We know strength training improves the vertical jump and explosive strength.

We know strength training (particularly training for “greatest muscular strength” contributes to athletic performance in several other important ways, including “general tasks” such as the ability to change direction quickly.

Athletes need to train efficiently, and training for strength is a big contributor to overall athleticism. Why not stick to something more power-specific like weightlifting, then?

Powerlifting Is Simple

It’s easy to learn, easy to teach, and easy to correct. Weightlifting is a meticulous technique-based sport – it requires years of practice to get “good”, and you’ll still have kinks to iron out. You can’t start as a weightlifter and get good at weightlifting without fully dedicating yourself to it. The same goes for powerlifting to a degree – ultimately, the “odd lifts” as they were once known are far easier to learn and teach than a proper clean, a good split jerk, or a real snatch.

It’s not a question of effectiveness in this case – it’s a question of how much time it takes to train an athlete to clean and snatch safely before they can translate the benefits of that training into their sport, without risking injury (let’s not forget, weightlifting does have a slightly higher incidence of injury than powerlifting).

Deadlifts and squats are intuitive, and the problems some athletes have with them can be coached out without taking weeks of practice and millimeter-specific corrections.

Powerlifting is a Low Injury Activity

I’ve touched on this briefly, but it bears mentioning in the context of how athletes can benefit from powerlifting. A lot of people avoid lifting weights because they’re worried about injuries. But powerlifting boasts a lower injury rate than any contact sport, as well as a lot of other common activities like running.

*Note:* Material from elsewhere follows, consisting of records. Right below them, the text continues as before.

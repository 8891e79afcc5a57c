use soroban_sdk::{Address, Env, Vec};
use crate::rounds;
use crate::storage;
use crate::types::{PresaleError, Round, SaleState};
use crate::validation;

// ============================================================================
// ADMIN OPS - OPERAÇÕES DO OWNER SOBRE O SALE STATE
// ============================================================================
//
// Estas funções só mexem no estado em memória. Auth, persistência e eventos
// ficam em presale.rs.

/// Troca a tabela de rounds. O formato (quantidade de tiers) é fixo e a
/// capacidade total não pode ficar abaixo do tracker (vendidos + perdidos).
pub fn change_rounds(state: &mut SaleState, new_rounds: Vec<Round>, now: u64) -> Result<(), PresaleError> {
    validation::require_not_locked(state)?;

    if new_rounds.len() != state.rounds.len() {
        return Err(PresaleError::InvalidRounds);
    }

    let cursor = rounds::resolve_round(state, now)?;
    validation::require_valid_rounds_from(&new_rounds, cursor.index)?;

    let last = new_rounds.last().ok_or(PresaleError::InvalidRounds)?;
    if last.capacity < state.current_tracker {
        return Err(PresaleError::InvalidRounds);
    }

    state.rounds = new_rounds;
    Ok(())
}

/// Altera o prazo do round efetivo (`is_current_round`) ou do seguinte.
/// Retorna o índice alterado.
pub fn change_round_time(
    state: &mut SaleState,
    is_current_round: bool,
    new_end_time: u64,
    now: u64,
) -> Result<u32, PresaleError> {
    validation::require_not_locked(state)?;

    if new_end_time <= now {
        return Err(PresaleError::InvalidRounds);
    }

    let cursor = rounds::resolve_round(state, now)?;
    let target = if is_current_round {
        cursor.index
    } else {
        cursor.index + 1
    };

    let mut round = rounds::round_at(&state.rounds, target)?;
    round.end_time = new_end_time;

    let mut edited = state.rounds.clone();
    edited.set(target, round);
    validation::require_valid_rounds_from(&edited, cursor.index)?;

    state.rounds = edited;
    Ok(target)
}

/// Liga/desliga o reagendamento automático de prazos a cada troca de round
pub fn change_dynamic_round_time(
    state: &mut SaleState,
    enabled: bool,
    per_round_time: u64,
) -> Result<(), PresaleError> {
    validation::require_not_locked(state)?;

    if enabled && per_round_time == 0 {
        return Err(PresaleError::InvalidRounds);
    }

    state.dynamic_time_change = enabled;
    state.per_round_time = per_round_time;
    Ok(())
}

/// Portão de mão única: depois do início, o horário não muda mais.
pub fn change_start_time(state: &mut SaleState, new_start_time: u64, now: u64) -> Result<(), PresaleError> {
    if now >= state.start_time {
        return Err(PresaleError::AlreadyStarted);
    }
    validation::require_future_start(new_start_time, now)?;

    state.start_time = new_start_time;
    Ok(())
}

pub fn change_max_tokens_to_buy(state: &mut SaleState, new_max: i128) -> Result<(), PresaleError> {
    validation::require_positive_amount(new_max)?;
    state.max_tokens_per_tx = new_max;
    Ok(())
}

// ============================================================================
// WHITELIST DE CLAIM
// ============================================================================

fn push_unique(list: &mut Vec<Address>, users: &Vec<Address>) -> Result<(), PresaleError> {
    for user in users.iter() {
        if !list.iter().any(|listed| listed == user) {
            list.push_back(user);
        }
    }

    if list.len() > storage::MAX_WHITELIST_USERS {
        return Err(PresaleError::WhitelistTooLarge);
    }
    Ok(())
}

/// Substitui a whitelist inteira (duplicatas são ignoradas)
pub fn replace_claim_whitelist(
    env: &Env,
    state: &mut SaleState,
    users: &Vec<Address>,
) -> Result<u32, PresaleError> {
    let mut list = Vec::new(env);
    push_unique(&mut list, users)?;

    state.claim_whitelist = list;
    Ok(state.claim_whitelist.len())
}

/// Acrescenta endereços à whitelist atual
pub fn add_claim_whitelist(state: &mut SaleState, users: &Vec<Address>) -> Result<u32, PresaleError> {
    let mut list = state.claim_whitelist.clone();
    push_unique(&mut list, users)?;

    state.claim_whitelist = list;
    Ok(state.claim_whitelist.len())
}

#[cfg(test)]
mod tests {
    use super::*;
    use crate::types::fixtures;
    use soroban_sdk::{testutils::Address as _, vec, Env};

    const TIERS: [(i128, i128, u64); 3] = [(100, 100, 50), (200, 200, 80), (300, 300, 500)];

    #[test]
    fn test_change_rounds_keeps_shape() {
        let env = Env::default();
        let mut state = fixtures::sale_state(&env, &TIERS);

        let shorter = fixtures::sale_state(&env, &TIERS[..2]).rounds;
        assert_eq!(change_rounds(&mut state, shorter, 20), Err(PresaleError::InvalidRounds));

        let edited = fixtures::sale_state(&env, &[(100, 100, 50), (200, 300, 80), (300, 300, 500)]).rounds;
        change_rounds(&mut state, edited.clone(), 20).unwrap();
        assert_eq!(state.rounds, edited);
    }

    #[test]
    fn test_round_edits_locked_after_claim() {
        let env = Env::default();
        let mut state = fixtures::sale_state(&env, &TIERS);
        state.sale_asset = Some(Address::generate(&env));

        let same = state.rounds.clone();
        assert_eq!(change_rounds(&mut state, same, 20), Err(PresaleError::SaleLocked));
        assert_eq!(change_round_time(&mut state, true, 60, 20), Err(PresaleError::SaleLocked));
        assert_eq!(change_dynamic_round_time(&mut state, true, 30), Err(PresaleError::SaleLocked));
    }

    #[test]
    fn test_change_round_time_current_and_next() {
        let env = Env::default();
        let mut state = fixtures::sale_state(&env, &TIERS);

        assert_eq!(change_round_time(&mut state, true, 70, 20), Ok(0));
        assert_eq!(rounds::round_at(&state.rounds, 0).unwrap().end_time, 70);

        assert_eq!(change_round_time(&mut state, false, 90, 20), Ok(1));
        assert_eq!(rounds::round_at(&state.rounds, 1).unwrap().end_time, 90);

        // passaria do prazo do round seguinte
        assert_eq!(change_round_time(&mut state, true, 95, 20), Err(PresaleError::InvalidRounds));
        // no passado
        assert_eq!(change_round_time(&mut state, true, 20, 20), Err(PresaleError::InvalidRounds));
    }

    #[test]
    fn test_change_round_time_follows_resolved_round() {
        let env = Env::default();
        let mut state = fixtures::sale_state(&env, &TIERS);

        // em t=60 o round 0 já venceu: o round efetivo é o 1
        assert_eq!(change_round_time(&mut state, true, 100, 60), Ok(1));

        // não existe round depois do último
        state.current_round = 2;
        assert_eq!(change_round_time(&mut state, false, 600, 60), Err(PresaleError::InvalidRounds));
    }

    #[test]
    fn test_change_rounds_keeps_room_for_tracker() {
        let env = Env::default();
        let mut state = fixtures::sale_state(&env, &TIERS);
        state.tokens_sold = 160;
        state.current_tracker = 160;
        state.current_round = 1;

        let tiny = fixtures::sale_state(&env, &[(100, 10, 50), (200, 20, 80), (300, 30, 500)]).rounds;
        assert_eq!(change_rounds(&mut state, tiny, 20), Err(PresaleError::InvalidRounds));

        // exatamente o tracker ainda cabe
        let tight = fixtures::sale_state(&env, &[(100, 100, 50), (200, 150, 80), (300, 160, 500)]).rounds;
        assert_eq!(change_rounds(&mut state, tight.clone(), 20), Ok(()));
        assert_eq!(state.rounds, tight);
    }

    #[test]
    fn test_round_time_after_dynamic_reschedule() {
        let env = Env::default();
        let mut state = fixtures::sale_state(&env, &TIERS);
        state.dynamic_time_change = true;
        state.per_round_time = 10;

        // round 0 esgota em t=20: prazos a partir do round 1 viram 30, 40
        state.current_tracker = 100;
        let cursor = rounds::resolve_round(&state, 20).unwrap();
        rounds::commit(&mut state, &cursor, 20).unwrap();
        assert_eq!(rounds::round_at(&state.rounds, 0).unwrap().end_time, 50);
        assert_eq!(rounds::round_at(&state.rounds, 1).unwrap().end_time, 30);

        assert_eq!(change_round_time(&mut state, true, 25, 20), Ok(1));
        assert_eq!(rounds::round_at(&state.rounds, 1).unwrap().end_time, 25);

        let same = state.rounds.clone();
        assert_eq!(change_rounds(&mut state, same, 20), Ok(()));
    }

    #[test]
    fn test_start_time_gate() {
        let env = Env::default();
        let mut state = fixtures::sale_state(&env, &TIERS);
        state.start_time = 100;

        assert_eq!(change_start_time(&mut state, 50, 60), Err(PresaleError::StartTimeInPast));
        assert_eq!(change_start_time(&mut state, 120, 60), Ok(()));
        assert_eq!(change_start_time(&mut state, 200, 120), Err(PresaleError::AlreadyStarted));
        assert_eq!(state.start_time, 120);
    }

    #[test]
    fn test_whitelist_replace_and_add() {
        let env = Env::default();
        let mut state = fixtures::sale_state(&env, &TIERS);
        let a = Address::generate(&env);
        let b = Address::generate(&env);
        let c = Address::generate(&env);

        let size = replace_claim_whitelist(&env, &mut state, &vec![&env, a.clone(), a.clone(), b.clone()]).unwrap();
        assert_eq!(size, 2);

        let size = add_claim_whitelist(&mut state, &vec![&env, b.clone(), c.clone()]).unwrap();
        assert_eq!(size, 3);

        let size = replace_claim_whitelist(&env, &mut state, &vec![&env, c.clone()]).unwrap();
        assert_eq!(size, 1);
        assert!(!state.is_claim_whitelisted(&a));
        assert!(state.is_claim_whitelisted(&c));
    }

    #[test]
    fn test_whitelist_limit() {
        let env = Env::default();
        let mut state = fixtures::sale_state(&env, &TIERS);

        let mut users = Vec::new(&env);
        for _ in 0..(storage::MAX_WHITELIST_USERS + 1) {
            users.push_back(Address::generate(&env));
        }

        assert_eq!(
            replace_claim_whitelist(&env, &mut state, &users),
            Err(PresaleError::WhitelistTooLarge)
        );
        assert_eq!(state.claim_whitelist.len(), 0);
    }
}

It’s a low-impact sport that emphasizes good form – and we’re not talking about showing up at a commercial gym and bench pressing for the first time without a spotter and with no knowledgeable instructor in sight. We’re talking about athletes who are coached professionally, and how they benefit from a sport that, given the context, is going to be taught properly and picked up quickly.

Deadlifting is Still the Most Functional Thing You Could Do at A Gym

Last but not least, if there’s an exercise I think most athletes would benefit from, it’s a properly instructed deadlift.

I don’t think anyone who isn’t training in strength sports needs to go for a one-rep max (though a coach could argue that it provides a boost of confidence and self-esteem that helps during a tough season), but heavy deadlift training is undoubtedly an effective way to train the oft-neglected posterior chain, and work on a variety of relevant athletic attributes, including grip strength, hip drive, stiff spine, core bracing, lat engagement, and leg strength.

Powerlifting is not the end-all-be-all for athletic strength training, but the deadlift is certainly an important cornerstone for a good strength and conditioning plan – whether with a stiff bar, a hex bar, or with bands and chains and explosive pulls.